The wet season in Jesús Enrique Lossada lasts from May to November. Rainfall increases from north to south and from east to west in the municipality, varying from 500 to 1500 mm annually. The average annual temperature is 26 C.

==History==
Ranches were first established in the late eighteenth century in what is now the territory of Jesús Enrique Lossada. Shell struck oil at La Paz in 1922 and La Concepción in 1924, and operated the oilfields there until the 1960s. Jesús Enrique Lossada was part of the former Maracaibo District until 21 June 1989, when it and Maracaibo were separated, each becoming independent municipalities.

==Government==
The following people have served as mayor (alcalde) of Jesús Enrique Lossada:
- Pedro Aldana, 1989–1995
- Mario Urdaneta, 1995–2008, 2013–2017
- Rosiris Orozco, 2008–2013
- Júnior Mujica, 2017–2021

===Subdivisions===
Jesús Enrique Lossada is divided into four parroquias, of which La Concepción serves as the capital of the municipality.

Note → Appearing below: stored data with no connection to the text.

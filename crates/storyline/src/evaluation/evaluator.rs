//! Quality evaluator: lints a story and proposes a normalized fix.

use once_cell::sync::Lazy;
use regex::Regex;
use serde_json::{Map, Value};

use crate::error::Result;
use crate::story::Story;

use super::finding::{EvaluationReport, Finding, Severity};
use super::rules::{
    ids, CompiledLexicon, EvaluationLimits, EvaluatorConfig, RuleWeights, DEFAULT_LEXICON,
    REQUIRED_FIELDS,
};

static WHITESPACE: Lazy<Regex> = Lazy::new(|| Regex::new(r"\s+").unwrap());

/// Runs the fixed rule battery over a story.
///
/// Never fails on story content: missing fields, wrong types and quality
/// problems all become findings. The evaluator holds only immutable
/// configuration and can be shared across threads.
#[derive(Debug, Clone)]
pub struct Evaluator {
    limits: EvaluationLimits,
    weights: RuleWeights,
    lexicon: CompiledLexicon,
}

impl Evaluator {
    /// Create an evaluator with the built-in configuration.
    pub fn new() -> Self {
        Self {
            limits: EvaluationLimits::default(),
            weights: RuleWeights::default(),
            lexicon: DEFAULT_LEXICON.clone(),
        }
    }

    /// Create an evaluator from a custom configuration.
    pub fn with_config(config: EvaluatorConfig) -> Result<Self> {
        tracing::debug!(lexicon = %config.lexicon.version, "building evaluator");
        Ok(Self {
            lexicon: CompiledLexicon::compile(&config.lexicon)?,
            limits: config.limits,
            weights: config.weights,
        })
    }

    /// Evaluate a typed story.
    pub fn evaluate_story(&self, story: &Story) -> Result<EvaluationReport> {
        Ok(self.evaluate(&story.to_value()?))
    }

    /// Evaluate a raw story record of any shape.
    ///
    /// Rules run in a fixed order: structure, title, description, acceptance
    /// criteria, definition of done, story points, tags. A rule whose type
    /// check fails skips its content checks, and skipped checks count neither
    /// for nor against the score.
    pub fn evaluate(&self, record: &Value) -> EvaluationReport {
        let empty = Map::new();
        let fields = record.as_object().unwrap_or(&empty);

        let mut card = Scorecard::new(&self.weights);
        let mut fixed = fields.clone();

        self.check_structure(fields, &mut card);
        self.check_title(fields, &mut card, &mut fixed);
        self.check_description(fields, &mut card, &mut fixed);
        self.check_acceptance_criteria(fields, &mut card, &mut fixed);
        self.check_definition_of_done(fields, &mut card, &mut fixed);
        self.check_story_points(fields, &mut card);
        self.check_tags(fields, &mut card, &mut fixed);

        let ok = card
            .findings
            .iter()
            .filter(|f| f.severity == Severity::Error)
            .all(|f| f.ok);
        let score = card.score();

        tracing::debug!(ok, score, findings = card.findings.len(), "evaluated story");

        EvaluationReport {
            ok,
            score,
            findings: card.findings,
            proposed_fix: Value::Object(fixed),
        }
    }

    fn check_structure(&self, fields: &Map<String, Value>, card: &mut Scorecard) {
        for field in REQUIRED_FIELDS {
            let present = fields.contains_key(field);
            let message = if present {
                format!("Present: {}", field)
            } else {
                format!("Missing: {}", field)
            };
            card.record(Finding::check(ids::has_field(field), present, Severity::Error, message));
        }
    }

    fn check_title(
        &self,
        fields: &Map<String, Value>,
        card: &mut Scorecard,
        fixed: &mut Map<String, Value>,
    ) {
        let title = fields.get("title").and_then(Value::as_str);
        card.record(Finding::new(
            ids::TITLE_TYPE,
            title.is_some(),
            Severity::Error,
            "Title must be a string.",
        ));

        if let Some(title) = title {
            let trimmed = title.trim();
            let len = trimmed.chars().count();
            let (min, max) = (self.limits.min_title_len, self.limits.max_title_len);
            card.record(Finding::check(
                ids::TITLE_LENGTH,
                (min..=max).contains(&len),
                Severity::Warn,
                format!("Title length {} (expected {}..{}).", len, min, max),
            ));
            fixed.insert("title".to_string(), Value::from(trimmed));
        }
    }

    fn check_description(
        &self,
        fields: &Map<String, Value>,
        card: &mut Scorecard,
        fixed: &mut Map<String, Value>,
    ) {
        let description = fields.get("description").and_then(Value::as_str);
        card.record(Finding::new(
            ids::DESC_TYPE,
            description.is_some(),
            Severity::Error,
            "Description must be a string.",
        ));

        if let Some(description) = description {
            let trimmed = description.trim();
            let len = trimmed.chars().count();
            let min = self.limits.min_description_len;
            card.record(Finding::check(
                ids::DESC_LENGTH,
                len >= min,
                Severity::Warn,
                format!("Description length {} (expected >= {}).", len, min),
            ));
            fixed.insert("description".to_string(), Value::from(trimmed));
        }
    }

    fn check_acceptance_criteria(
        &self,
        fields: &Map<String, Value>,
        card: &mut Scorecard,
        fixed: &mut Map<String, Value>,
    ) {
        let criteria = fields
            .get("acceptance_criteria")
            .and_then(Value::as_array)
            .and_then(|items| string_items(items));
        card.record(Finding::new(
            ids::AC_TYPE,
            criteria.is_some(),
            Severity::Error,
            "Acceptance criteria must be a list of strings.",
        ));
        let Some(criteria) = criteria else {
            return;
        };

        let trimmed: Vec<&str> = criteria
            .iter()
            .filter(|c| !c.trim().is_empty())
            .map(|c| c.trim().trim_end_matches('.'))
            .collect();
        card.record(Finding::check(
            ids::AC_NON_EMPTY,
            !trimmed.is_empty(),
            Severity::Error,
            "At least one acceptance criterion required.",
        ));

        let unique = dedupe_criteria(&trimmed);
        let removed = trimmed.len() - unique.len();
        let message = if removed > 0 {
            format!("Removed {} duplicate AC.", removed)
        } else {
            "No duplicate AC.".to_string()
        };
        card.record(Finding::check(ids::AC_DUPLICATES, removed == 0, Severity::Warn, message));

        let n = unique.len();
        let verbs = unique.iter().filter(|c| self.lexicon.starts_with_verb(c)).count();
        let vague = unique.iter().filter(|c| self.lexicon.is_vague(c)).count();
        let measurable = unique.iter().filter(|c| self.lexicon.is_measurable(c)).count();

        card.record(Finding::check(
            ids::AC_VERB_RATIO,
            verbs >= required_count(n, self.limits.verb_ratio),
            Severity::Warn,
            format!("{}/{} AC start with an actionable verb.", verbs, n),
        ));
        card.record(Finding::check(
            ids::AC_VAGUE_RATIO,
            vague == 0 || vague <= allowed_count(n, self.limits.vague_ceiling),
            Severity::Warn,
            format!("{}/{} AC contain vague terms (aim for 0).", vague, n),
        ));
        card.record(Finding::check(
            ids::AC_MEASURABLE_RATIO,
            measurable >= required_count(n, self.limits.measurable_ratio),
            Severity::Warn,
            format!("{}/{} AC show measurable specifics.", measurable, n),
        ));

        let normalized = unique.into_iter().map(Value::from).collect();
        fixed.insert("acceptance_criteria".to_string(), Value::Array(normalized));
    }

    fn check_definition_of_done(
        &self,
        fields: &Map<String, Value>,
        card: &mut Scorecard,
        fixed: &mut Map<String, Value>,
    ) {
        match fields.get("definition_of_done") {
            None | Some(Value::Null) => {
                card.record(Finding::new(
                    ids::DOD_PRESENT,
                    false,
                    Severity::Warn,
                    "Definition of Done missing (recommended).",
                ));
            }
            Some(Value::Array(items)) => {
                let well_formed = string_items(items)
                    .filter(|entries| !entries.is_empty())
                    .filter(|entries| entries.iter().all(|e| !e.trim().is_empty()));
                card.record(Finding::check(
                    ids::DOD_TYPE,
                    well_formed.is_some(),
                    Severity::Warn,
                    "Definition of Done should be a non-empty list of strings.",
                ));
                if let Some(entries) = well_formed {
                    let normalized = entries
                        .iter()
                        .map(|e| Value::from(e.trim().trim_end_matches('.')))
                        .collect();
                    fixed.insert("definition_of_done".to_string(), Value::Array(normalized));
                }
            }
            Some(_) => {
                card.record(Finding::new(
                    ids::DOD_TYPE,
                    false,
                    Severity::Warn,
                    "Definition of Done should be a list of strings.",
                ));
            }
        }
    }

    fn check_story_points(&self, fields: &Map<String, Value>, card: &mut Scorecard) {
        let points = match fields.get("story_points") {
            Some(Value::Number(n)) if n.is_i64() || n.is_u64() => Some(n.as_i64()),
            _ => None,
        };
        card.record(Finding::new(
            ids::SP_TYPE,
            points.is_some(),
            Severity::Error,
            "Story points must be an integer.",
        ));

        if let Some(points) = points {
            let (min, max) = (self.limits.min_story_points, self.limits.max_story_points);
            let in_range = points.is_some_and(|p| (min..=max).contains(&p));
            card.record(Finding::check(
                ids::SP_RANGE,
                in_range,
                Severity::Warn,
                format!("Story points should be between {} and {}.", min, max),
            ));
        }
    }

    fn check_tags(
        &self,
        fields: &Map<String, Value>,
        card: &mut Scorecard,
        fixed: &mut Map<String, Value>,
    ) {
        let tags = fields
            .get("tags")
            .and_then(Value::as_array)
            .and_then(|items| string_items(items));
        card.record(Finding::new(
            ids::TAGS_TYPE,
            tags.is_some(),
            Severity::Error,
            "Tags must be a list of strings.",
        ));
        let Some(tags) = tags else {
            return;
        };

        let mut normalized: Vec<String> = Vec::new();
        for tag in tags.iter().filter_map(|t| normalize_tag(t)) {
            if !normalized.contains(&tag) {
                normalized.push(tag);
            }
        }

        let mut missing: Vec<String> = Vec::new();
        for required in self.limits.required_tags.iter().filter_map(|t| normalize_tag(t)) {
            if !normalized.contains(&required) && !missing.contains(&required) {
                missing.push(required);
            }
        }

        if missing.is_empty() {
            card.note(Finding::check(
                ids::TAGS_REQUIRED,
                true,
                Severity::Warn,
                "All required tags present.",
            ));
        } else {
            card.note(Finding::check(
                ids::TAGS_REQUIRED,
                false,
                Severity::Warn,
                format!(
                    "Missing required tags (auto-added in quick-fix): {}",
                    missing.join(", ")
                ),
            ));
            normalized.extend(missing);
        }

        let unchanged = normalized.iter().map(String::as_str).eq(tags.iter().copied());
        let message = if unchanged {
            "Tags look good.".to_string()
        } else {
            format!("Normalized/deduped tags: {}", normalized.join(", "))
        };
        card.note(Finding::new(ids::TAGS_NORMALIZED, unchanged, Severity::Info, message));

        let normalized = normalized.into_iter().map(Value::from).collect();
        fixed.insert("tags".to_string(), Value::Array(normalized));
    }
}

impl Default for Evaluator {
    fn default() -> Self {
        Self::new()
    }
}

/// Findings plus the running weighted score.
struct Scorecard<'w> {
    weights: &'w RuleWeights,
    findings: Vec<Finding>,
    earned: u32,
    possible: u32,
}

impl<'w> Scorecard<'w> {
    fn new(weights: &'w RuleWeights) -> Self {
        Self {
            weights,
            findings: Vec::new(),
            earned: 0,
            possible: 0,
        }
    }

    /// Record a scored finding.
    fn record(&mut self, finding: Finding) {
        let weight = self.weights.weight(&finding.id);
        self.possible += weight;
        if finding.ok {
            self.earned += weight;
        }
        self.findings.push(finding);
    }

    /// Record a finding that does not affect the score.
    fn note(&mut self, finding: Finding) {
        self.findings.push(finding);
    }

    fn score(&self) -> u8 {
        if self.possible == 0 {
            return 0;
        }
        (f64::from(self.earned) * 100.0 / f64::from(self.possible)).round() as u8
    }
}

/// All items as strings, or `None` if any item is not a string.
fn string_items(items: &[Value]) -> Option<Vec<&str>> {
    items.iter().map(Value::as_str).collect()
}

/// Deduplicate case- and whitespace-insensitively, keeping first occurrences.
fn dedupe_criteria<'a>(criteria: &[&'a str]) -> Vec<&'a str> {
    let mut seen = std::collections::HashSet::new();
    criteria
        .iter()
        .copied()
        .filter(|c| seen.insert(WHITESPACE.replace_all(&c.to_lowercase(), " ").into_owned()))
        .collect()
}

/// Trim, lowercase and hyphenate internal whitespace; blank tags vanish.
fn normalize_tag(tag: &str) -> Option<String> {
    let trimmed = tag.trim();
    if trimmed.is_empty() {
        return None;
    }
    Some(WHITESPACE.replace_all(&trimmed.to_lowercase(), "-").into_owned())
}

/// Matches needed to meet `ratio` over `n` items; always at least one.
fn required_count(n: usize, ratio: f64) -> usize {
    ((n as f64 * ratio).floor() as usize).max(1)
}

/// Matches tolerated under a `ceiling` ratio over `n` items.
fn allowed_count(n: usize, ceiling: f64) -> usize {
    (n as f64 * ceiling).floor() as usize
}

| Parroquia | Population (2011 census) | Seat |
|---|---|---|
| La Concepción | 69,284 | La Concepción |
| José Ramón Yepes | 25,372 | La Paz |
| Mariano Parra León | 9,522 | Jobo Alto |
| San José | 14,578 | San José |

==Economy==
Jesús Enrique Lossada's economy is primarily based on agriculture. Major crops include corn, cassava, tomatoes, bananas, and other fruits. In particular it is one of the largest producers of grapes in Zulia. Livestock produced in the municipality include cattle, pigs, sheep, goats, and poultry.

==Infrastructure==
Local roads connect Jesús Enrique Lossada with its neighbouring municipalities. Troncal 6 highway passes through the southeastern corner of the municipality as it runs between Villa del Rosario in the southwest and San Francisco in the east.

The Tres Ríos Reservoir is located at the confluence of the Palmar, Lajas and Caño Pescado rivers on the border between Jesús Enrique Lossada and Rosario de Perijá. Built in 2006, the dam has a capacity of 180 e6m3 and an effective height of 59 m. It supplies water for irrigation and household consumption. Jesús Enrique Lossada does not have an extensive water distribution system and water is delivered by truck to a majority of households. There is no sewer system in the municipality.

The two hospitals in the municipality are both located in La Concepción.